Generation and Propagation of Cluster of Differentiation 163 Biallelic Gene Editing Pigs

WEI YingHui1,2 LIU ZhiGuo1 XU Kui1 Evanna Huyhn3 Paul Dyce3 LI JiLiang4 ZHOU WeiLiang4 DONG ShuRen4 FENG BaoLiang4 MU YuLian1 JuLang Li2,3 LI Kui1

(1.Institute of Animal Science, Chinese Academy of Agricultural Sciences, Beijing, China 100193)
(2.Foshan University, Foshan, Guangdong, China 528000)
(3.Department of Animal BioSciences, University of Guelph, Canada Ontario N1G 2W1, Canada)
(4.Tianjin Ningheyuan Swinebreeding Farm, Tianjin, China 301504)

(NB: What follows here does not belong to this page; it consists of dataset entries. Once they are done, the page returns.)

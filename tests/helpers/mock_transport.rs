// ==========================================
// 脚本化传输层
// ==========================================
// 职责: 按 "METHOD path" 返回预设响应，并记录每一次请求
// ==========================================

use std::collections::{HashMap, VecDeque};
use std::sync::Mutex;

use async_trait::async_trait;
use serde_json::Value;

use rice_mill_report::client::{ApiRequest, ApiTransport, ClientError, ClientResult, HttpMethod};

/// 预设响应
#[derive(Debug, Clone)]
pub enum MockResponse {
    Json(Value),
    Status(u16, String),
    Network(String),
}

impl MockResponse {
    fn into_result(self) -> ClientResult<Value> {
        match self {
            MockResponse::Json(v) => Ok(v),
            MockResponse::Status(status, message) => Err(ClientError::Status { status, message }),
            MockResponse::Network(msg) => Err(ClientError::Transport(msg)),
        }
    }
}

/// 每个路由一个响应队列；队列只剩一个时重复返回
#[derive(Default)]
pub struct MockTransport {
    routes: Mutex<HashMap<String, VecDeque<MockResponse>>>,
    requests: Mutex<Vec<ApiRequest>>,
}

fn route_key(method: HttpMethod, path: &str) -> String {
    format!("{} {}", method, path)
}

impl MockTransport {
    pub fn new() -> Self {
        Self::default()
    }

    pub fn respond(&self, method: HttpMethod, path: &str, response: MockResponse) {
        self.routes
            .lock()
            .unwrap()
            .entry(route_key(method, path))
            .or_default()
            .push_back(response);
    }

    pub fn respond_json(&self, method: HttpMethod, path: &str, body: Value) {
        self.respond(method, path, MockResponse::Json(body));
    }

    pub fn requests(&self) -> Vec<ApiRequest> {
        self.requests.lock().unwrap().clone()
    }

    /// 某个路由被请求的次数
    pub fn count(&self, method: HttpMethod, path: &str) -> usize {
        self.requests
            .lock()
            .unwrap()
            .iter()
            .filter(|r| r.method == method && r.path == path)
            .count()
    }

    pub fn last_request(&self, method: HttpMethod, path: &str) -> Option<ApiRequest> {
        self.requests
            .lock()
            .unwrap()
            .iter()
            .rev()
            .find(|r| r.method == method && r.path == path)
            .cloned()
    }
}

#[async_trait]
impl ApiTransport for MockTransport {
    async fn send(&self, request: ApiRequest) -> ClientResult<Value> {
        let key = route_key(request.method, &request.path);
        self.requests.lock().unwrap().push(request);

        let mut routes = self.routes.lock().unwrap();
        let response = match routes.get_mut(&key) {
            Some(queue) if queue.len() > 1 => queue.pop_front(),
            Some(queue) => queue.front().cloned(),
            None => None,
        };
        response
            .unwrap_or_else(|| MockResponse::Status(404, format!("no route for {}", key)))
            .into_result()
    }
}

【Abstract】[Objective] Porcine reproductive and respiratory syndrome (PRRS), commonly known as “blue ear disease”, is a highly fatal infectious disease with porcine reproductive and respiratory syndrome virus (PRRSV) being the causative pathogen. PRRSV causes major economic losses in the pork industry world-wide. The genetic variability of PRRSV is high and an ideal vaccine to prevent the occurrence of this disease is not available. Cluster of differentiation 163 (CD163) is the important receptor for the entry of PRRSV into the porcine alveolar macrophage (PAM) cells. The aim of this study was to generate CD163 gene edited Large White pigs by using the CRISPR/Cas9 and somatic cell nuclear transfer (SCNT) techniques. [Method] CRISPR/Cas9 vector was constructed for editing the exon 7 of the porcine CD163 gene. The constructed vectors were transfected into pig fetal fibroblasts to obtain gene edited positive cell colonies. The CD163 gene edited fibroblasts and in vitro matured porcine oocytes were employed as nuclear donors and nuclear receptors respectively to obtain reconstructed embryos. For obtaining CD163 gene edited pigs the reconstructed embryos were transferred into recipient sows and performing the subsequent propagation experiment. [Result] The designed gRNA could effectively recognize the intended site. Genotyping analysis of cloned cell showed that 21 colonies had mutations in the CD163 gene, of which 14 colonies had either a monoallelic mutation or a biallelic heterozygous mutation, and 7 colonies had a biallelic homozygous mutation. Through SCNT, we successfully obtained CD163 biallelic edited Large White pigs. Successful breeding allowed us to obtain F1 generation CD163 gene edited piglets, and they were all in good health. It was anticipated that more F1 piglets would be produced soon. [Conclusion] The CD163 biallelic edited Large White pigs that did not harbor a drug resistant gene in their genome were produced and they could thus safely and quickly serve as a gene donor for breeding of PRRSV resistant pigs.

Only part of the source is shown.